Gladwell has many case studies in the book and I highly suggest reading the entire book. Nevertheless, I want to focus on Gladwell’s 10,000 hour rule, a compelling idea that has become ubiquitous in talks about success and skill acquisition.
Before The Beatles became famous, they have put in the work. Gladwell cites that The Beatles played 8 hours every day for seven days a week in Hamburg, Germany. The Beatles were still an upcoming band and they were invited to play in Hamburg. The money was not necessarily good but The Beatles still went for it because there were “a lot of alcohol and sex.” After putting in many hours in Germany, The Beatles became really good.
Here is a quote from Philip Norman who wrote The Beatles biography Shout!:
They were no good onstage when they went there and they were very good when they came back. They learned not only stamina. They had to learn an enormous amount of numbers—cover versions of everything you can think of, not just rock and roll, a bit of jazz too. They weren’t disciplined onstage at all before that. But when they came back, they sounded like no one else. It was the making of them.

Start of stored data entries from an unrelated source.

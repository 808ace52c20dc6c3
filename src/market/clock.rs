/// A market clock that walks the (day, hour) grid of a run.
///
/// Days are 1-based and hours are 0-based, matching the stamps the
/// scheduler expects.
///
/// # Examples
///
/// ```
/// use iso_sim::market::clock::MarketClock;
///
/// let mut clock = MarketClock::new(2, 2);
/// let mut stamps = Vec::new();
///
/// clock.run(|day, hour| stamps.push((day, hour)));
/// assert_eq!(stamps, vec![(1, 0), (1, 1), (2, 0), (2, 1)]);
/// ```
#[derive(Debug, Clone)]
pub struct MarketClock {
    /// Next step index, counted from (1, 0)
    current: usize,
    days: usize,
    hours_per_day: usize,
}

impl MarketClock {
    /// Creates a clock covering `days` days of `hours_per_day` hours.
    pub fn new(days: usize, hours_per_day: usize) -> Self {
        Self {
            current: 0,
            days,
            hours_per_day,
        }
    }

    fn total(&self) -> usize {
        self.days * self.hours_per_day
    }

    /// Returns the next (day, hour) without advancing.
    pub fn peek(&self) -> Option<(usize, usize)> {
        (self.current < self.total()).then(|| {
            (
                self.current / self.hours_per_day + 1,
                self.current % self.hours_per_day,
            )
        })
    }

    /// Advances the clock by one hour.
    ///
    /// # Returns
    ///
    /// * `Some((day, hour))` - The stamp before advancing
    /// * `None` - If the clock has passed the last hour of the last day
    pub fn tick(&mut self) -> Option<(usize, usize)> {
        let stamp = self.peek()?;
        self.current += 1;
        Some(stamp)
    }

    /// Runs a function for each remaining (day, hour).
    pub fn run(&mut self, mut f: impl FnMut(usize, usize)) {
        while let Some((day, hour)) = self.tick() {
            f(day, hour);
        }
    }

    /// Whether `(day, hour)` is the final stamp of the run.
    pub fn is_last(&self, day: usize, hour: usize) -> bool {
        day == self.days && hour + 1 == self.hours_per_day
    }
}

#[cfg(test)]
mod tests {
    use super::*;

    #[test]
    fn tick_rolls_days() {
        let mut clock = MarketClock::new(2, 3);
        let stamps: Vec<_> = std::iter::from_fn(|| clock.tick()).collect();
        assert_eq!(
            stamps,
            vec![(1, 0), (1, 1), (1, 2), (2, 0), (2, 1), (2, 2)]
        );
        assert_eq!(clock.tick(), None);
    }

    #[test]
    fn peek_does_not_advance() {
        let mut clock = MarketClock::new(1, 2);
        assert_eq!(clock.peek(), Some((1, 0)));
        assert_eq!(clock.peek(), Some((1, 0)));
        clock.tick();
        assert_eq!(clock.peek(), Some((1, 1)));
    }

    #[test]
    fn last_stamp() {
        let clock = MarketClock::new(4, 24);
        assert!(clock.is_last(4, 23));
        assert!(!clock.is_last(3, 23));
        assert!(!clock.is_last(4, 22));
    }

    #[test]
    fn empty_clock() {
        let mut clock = MarketClock::new(0, 24);
        assert_eq!(clock.tick(), None);

        let mut was_called = false;
        clock.run(|_, _| was_called = true);
        assert!(!was_called);
    }
}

Everyone knows the story of Bill Gates. Harvard dropout who made billions in Microsoft. In the book, Gladwell tells the story of Gates that the popular media does not state. Gates’s father was a wealthy lawyer in Seattle. His mother was a daughter of a well-to-do banker. Because his family had money, Gates was able to attend a private school called Lakeside. In his second year at Lakeside, the school started a computer lab. This is remarkable because this was 1968 when most colleges did not even have computer labs. Even more extraordinary was the fact that Lakeside installed ASR-33 Teletype, which was a time-sharing terminal with a direct link to a mainframe computer in downtown Seattle. Time-sharing got invented in 1965 so it was a fairly new technology that Gates and his classmates got to use. With this technology, Bill Gates was able to do real-time programming as an eight grader in 1968. Due to connections at Lakeside, Gates later had the opportunity to hang around the computer center at University of Washington (Gates lived close to the university, which is an added convenience and great motivator to visit), which agreed to let him have free computer time in exchange for working on a piece of software that could be used to automate company payrolls.

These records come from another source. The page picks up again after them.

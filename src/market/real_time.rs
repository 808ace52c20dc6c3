//! Real-time market: redispatch of the committed fleet against actual load.

use serde::Serialize;
use tracing::{info, warn};

use crate::solver::{DispatchSolution, EconomicDispatch};

use super::commitment::{ScheduleSet, apply_canary_override};
use super::error::{MarketError, Stage};
use super::genco::{DailyCosts, GenCo, SanityViolation};
use super::grid::SupplyOffer;
use super::load::LoadScenario;
use super::types::{MarketConfig, MarketModel, canary_flags};

/// Everything the real-time market produced for one day.
#[derive(Debug, Clone, PartialEq, Serialize)]
pub struct DailyRealTime {
    pub day: usize,
    /// The schedule dispatch ran against, canary override applied.
    pub schedule: ScheduleSet,
    pub solution: DispatchSolution,
}

impl DailyRealTime {
    /// Dispatch of the generator in column `column` with no-solution hours
    /// zeroed (MW).
    pub fn dispatch_series(&self, column: usize) -> Vec<f64> {
        self.masked(|s, h| s.dispatch.get(h, column))
    }

    /// Cost breakdown of the generator in column `column`.
    pub fn costs(&self, column: usize) -> DailyCosts {
        DailyCosts {
            startup: self.masked(|s, h| s.startup_cost.get(h, column)),
            production: self.masked(|s, h| s.production_cost.get(h, column)),
            shutdown: self.masked(|s, h| s.shutdown_cost.get(h, column)),
        }
    }

    fn masked(&self, value: impl Fn(&DispatchSolution, usize) -> f64) -> Vec<f64> {
        let hours = self.schedule.hours_per_day();
        (0..hours)
            .map(|h| {
                if self.solution.has_solution.get(h).copied().unwrap_or(false) {
                    value(&self.solution, h)
                } else {
                    0.0
                }
            })
            .collect()
    }
}

#[derive(Debug, Clone, Copy)]
pub struct RealTimeStage {
    config: MarketConfig,
}

impl RealTimeStage {
    pub fn new(config: MarketConfig) -> Self {
        Self { config }
    }

    /// Dispatches `day` against its actual load.
    ///
    /// Canary units are forced on before the solve. Nothing is posted to
    /// the generator records; see [`RealTimeStage::post`].
    ///
    /// # Errors
    ///
    /// `MarketError::MissingLoad` when the scenario has no actual load for
    /// `day`, `MarketError::Solver` when the dispatch solve fails.
    #[expect(clippy::too_many_arguments)]
    pub fn run<D: EconomicDispatch>(
        &self,
        day: usize,
        hour: usize,
        model: &MarketModel,
        gencos: &[GenCo],
        offers: &[SupplyOffer],
        schedule: &ScheduleSet,
        load: &dyn LoadScenario,
        solver: &mut D,
    ) -> Result<DailyRealTime, MarketError> {
        let actual = load.actual(day).ok_or(MarketError::MissingLoad {
            day,
            kind: "actual",
        })?;
        let schedule = apply_canary_override(schedule, &canary_flags(gencos));
        let problem = model.snapshot(
            day,
            gencos,
            offers,
            actual.truncated(self.config.hours_per_day),
            self.config.reserve_requirement_mw,
        );
        let solution = solver
            .solve_dispatch(&problem, &schedule)
            .map_err(|source| MarketError::Solver {
                stage: Stage::RealTime,
                day,
                hour,
                source,
            })?;
        let unsolved = solution.has_solution.iter().filter(|s| !**s).count();
        if unsolved > 0 {
            warn!(day, unsolved_hours = unsolved, "real-time dispatch has hours without a solution");
        }
        info!(day, "real-time dispatch solved");
        Ok(DailyRealTime {
            day,
            schedule,
            solution,
        })
    }

    /// Records dispatch and costs on every generator record.
    pub fn post(&self, outcome: &DailyRealTime, gencos: &mut [GenCo]) {
        for (column, g) in gencos.iter_mut().enumerate() {
            g.add_actual_dispatch(outcome.day, outcome.dispatch_series(column));
            g.add_daily_costs(outcome.day, outcome.costs(column));
        }
    }

    /// Flags output in uncommitted hours. Violations are logged, never fatal.
    pub fn sanity_check(&self, day: usize, gencos: &[GenCo]) -> Vec<SanityViolation> {
        let violations: Vec<SanityViolation> =
            gencos.iter().flat_map(|g| g.sanity_check(day)).collect();
        for v in &violations {
            warn!(%v, "sanity check failed");
        }
        violations
    }
}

In the story of Bill Gates, we see college was basically not necessary for him because he already acquired the skills while growing up. This is what the media fails to emphasize. He dropped out of college because he already put in the work to acquire skills.
The media hypes successful people who are college dropouts. There is a subtle suggestion that formal education is not needed to be successful. This is partly true but there should be an emphasis on real education. The successful college dropouts did not need formal education because they have already educated themselves through hours of working on their craft. Hence, college is not necessary but is helpful if one needs to work on their craft. Gladwell suggests that 10,000 hours is needed to be good at something. I do have to add that 10,000 hours should be hours of uncomfortable deliberate practice. One can spend 10,000 hours in a hobby but without intense concentration and hard work, mastery will not be achieved.